━━━ Provided data ━━━
use cucumber::{given, then, when};
use order_notifier_engine::{db_types::OrderId, ChangeFeed, IntakeError, RecordStore};

use crate::cucumber::{notifier_world::CONSUMER, NotifierWorld};

#[given(expr = "the marketplace reports order {word} with status {word} for {int} x {word}")]
async fn marketplace_order(world: &mut NotifierWorld, order_id: String, status: String, qty: u32, asin: String) {
    world.system().source.add_order(&order_id, &status, &[(asin.as_str(), qty)]);
}

//  Given the marketplace reports order A7 with status Unshipped for items 'B2:3,B5:1'
#[given(expr = "the marketplace reports order {word} with status {word} for items {string}")]
async fn marketplace_order_with_items(world: &mut NotifierWorld, order_id: String, status: String, items: String) {
    let items = items
        .split(',')
        .map(|item| {
            let (asin, qty) = item.trim().split_once(':').expect("Items must look like ASIN:QTY");
            (asin.to_string(), qty.parse::<u32>().expect("Quantity must be a number"))
        })
        .collect::<Vec<_>>();
    let items = items.iter().map(|(asin, qty)| (asin.as_str(), *qty)).collect::<Vec<_>>();
    world.system().source.add_order(&order_id, &status, &items);
}

#[given("the marketplace is down")]
async fn marketplace_down(world: &mut NotifierWorld) {
    world.system().source.set_unhealthy("RED");
}

#[given(expr = "the line items for order {word} cannot be fetched")]
async fn items_unavailable(world: &mut NotifierWorld, order_id: String) {
    world.system().source.fail_items_for(&order_id);
}

#[given(expr = "the notification sink rejects messages with status {int}")]
async fn sink_rejects(world: &mut NotifierWorld, status: u16) {
    world.system().sink.reject_with(status);
}

#[given("the notification sink cannot be reached")]
async fn sink_unreachable(world: &mut NotifierWorld) {
    world.system().sink.fail_transport();
}

#[given("the notification sink accepts messages")]
async fn sink_accepts(world: &mut NotifierWorld) {
    world.system().sink.accept_all();
}

#[when("the intake job runs")]
async fn intake_runs(world: &mut NotifierWorld) {
    world.system().run_intake().await;
}

#[when("the dispatcher processes the change feed")]
async fn dispatcher_runs(world: &mut NotifierWorld) {
    world.system().drain_feed().await;
}

#[when("the change feed is delivered again from the start")]
async fn feed_redelivered(world: &mut NotifierWorld) {
    world.system().replay_feed().await;
}

#[then("the intake run fails because the marketplace is unavailable")]
async fn intake_failed(world: &mut NotifierWorld) {
    let result = world.system().last_intake.as_ref().expect("Intake has not run");
    assert!(matches!(result, Err(IntakeError::SourceUnavailable(_))), "Unexpected intake result: {result:?}");
}

#[then(expr = "the intake run reports {int} inserted, {int} duplicate(s), {int} cancelled and {int} failed")]
async fn intake_summary(
    world: &mut NotifierWorld,
    inserted: usize,
    duplicates: usize,
    cancelled: usize,
    failed: usize,
) {
    let result = world.system().last_intake.as_ref().expect("Intake has not run");
    let summary = result.as_ref().expect("Intake run failed");
    assert_eq!(summary.inserted, inserted, "inserted");
    assert_eq!(summary.duplicates, duplicates, "duplicates");
    assert_eq!(summary.cancelled, cancelled, "cancelled");
    assert_eq!(summary.failed, failed, "failed");
}

#[then(expr = "the store holds {int} order record(s)")]
async fn record_count(world: &mut NotifierWorld, count: i64) {
    let stored: i64 = sqlx::query_scalar("SELECT COUNT(*) FROM orders")
        .fetch_one(world.system().db.pool())
        .await
        .expect("Error counting orders");
    assert_eq!(stored, count);
}

#[then(expr = "the change feed holds {int} entry/entries")]
async fn feed_length(world: &mut NotifierWorld, count: usize) {
    let changes = world.system().db.fetch_changes(0, 1000).await.expect("Error reading change feed");
    assert_eq!(changes.len(), count);
}

#[then(expr = "order {word} is recorded for {int} x {word}")]
async fn order_recorded(world: &mut NotifierWorld, order_id: String, qty: i64, asin: String) {
    let order = world.system().db.fetch_order(&OrderId::new(order_id)).await.expect("Error fetching order");
    let order = order.expect("Order does not exist");
    assert_eq!(order.product_asin, asin);
    assert_eq!(order.order_qty, qty);
}

#[then(expr = "order {word} is not recorded")]
async fn order_not_recorded(world: &mut NotifierWorld, order_id: String) {
    let order = world.system().db.fetch_order(&OrderId::new(order_id)).await.expect("Error fetching order");
    assert!(order.is_none(), "Order should not exist");
}

#[then(expr = "order {word} is {word}")]
async fn order_status(world: &mut NotifierWorld, order_id: String, status: String) {
    let order = world.system().db.fetch_order(&OrderId::new(order_id)).await.expect("Error fetching order");
    let order = order.expect("Order does not exist");
    assert_eq!(order.notification_status().to_string(), status);
}

#[then(expr = "the sink received {int} message(s)")]
async fn message_count(world: &mut NotifierWorld, count: usize) {
    assert_eq!(world.system().sink.attempts(), count);
}

#[then(expr = "the sink received the message {string}")]
async fn message_received(world: &mut NotifierWorld, message: String) {
    let messages = world.system().sink.messages();
    assert!(messages.contains(&message), "{message} not in {messages:?}");
}

#[then(expr = "the dispatcher ignored {int} entry/entries and skipped {int} redelivery/redeliveries")]
async fn dispatch_skips(world: &mut NotifierWorld, ignored: usize, redeliveries: usize) {
    let summary = world.system().last_dispatch;
    assert_eq!(summary.ignored, ignored, "ignored");
    assert_eq!(summary.already_handled, redeliveries, "already handled");
}

#[then(expr = "the failed orders list is {string}")]
async fn failed_orders(world: &mut NotifierWorld, expected: String) {
    let failed = world.system().db.fetch_failed_orders().await.expect("Error fetching failed orders");
    let ids = failed.iter().map(|o| o.order_id.as_str()).collect::<Vec<_>>().join(",");
    assert_eq!(ids, expected);
}

#[then(expr = "the dispatcher cursor is at the end of the change feed")]
async fn cursor_at_end(world: &mut NotifierWorld) {
    let db = &world.system().db;
    let cursor = db.load_cursor(CONSUMER).await.expect("Error loading cursor");
    let changes = db.fetch_changes(cursor, 10).await.expect("Error reading change feed");
    assert!(cursor > 0);
    assert!(changes.is_empty(), "{} entries after the cursor", changes.len());
}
━━━
### Exercise objective:
Every line above that includes the word "entries" should be listed.

### Result of the exercise:
#[then(expr = "the change feed holds {int} entry/entries")]
#[then(expr = "the dispatcher ignored {int} entry/entries and skipped {int} redelivery/redeliveries")]
    assert!(changes.is_empty(), "{} entries after the cursor", changes.len());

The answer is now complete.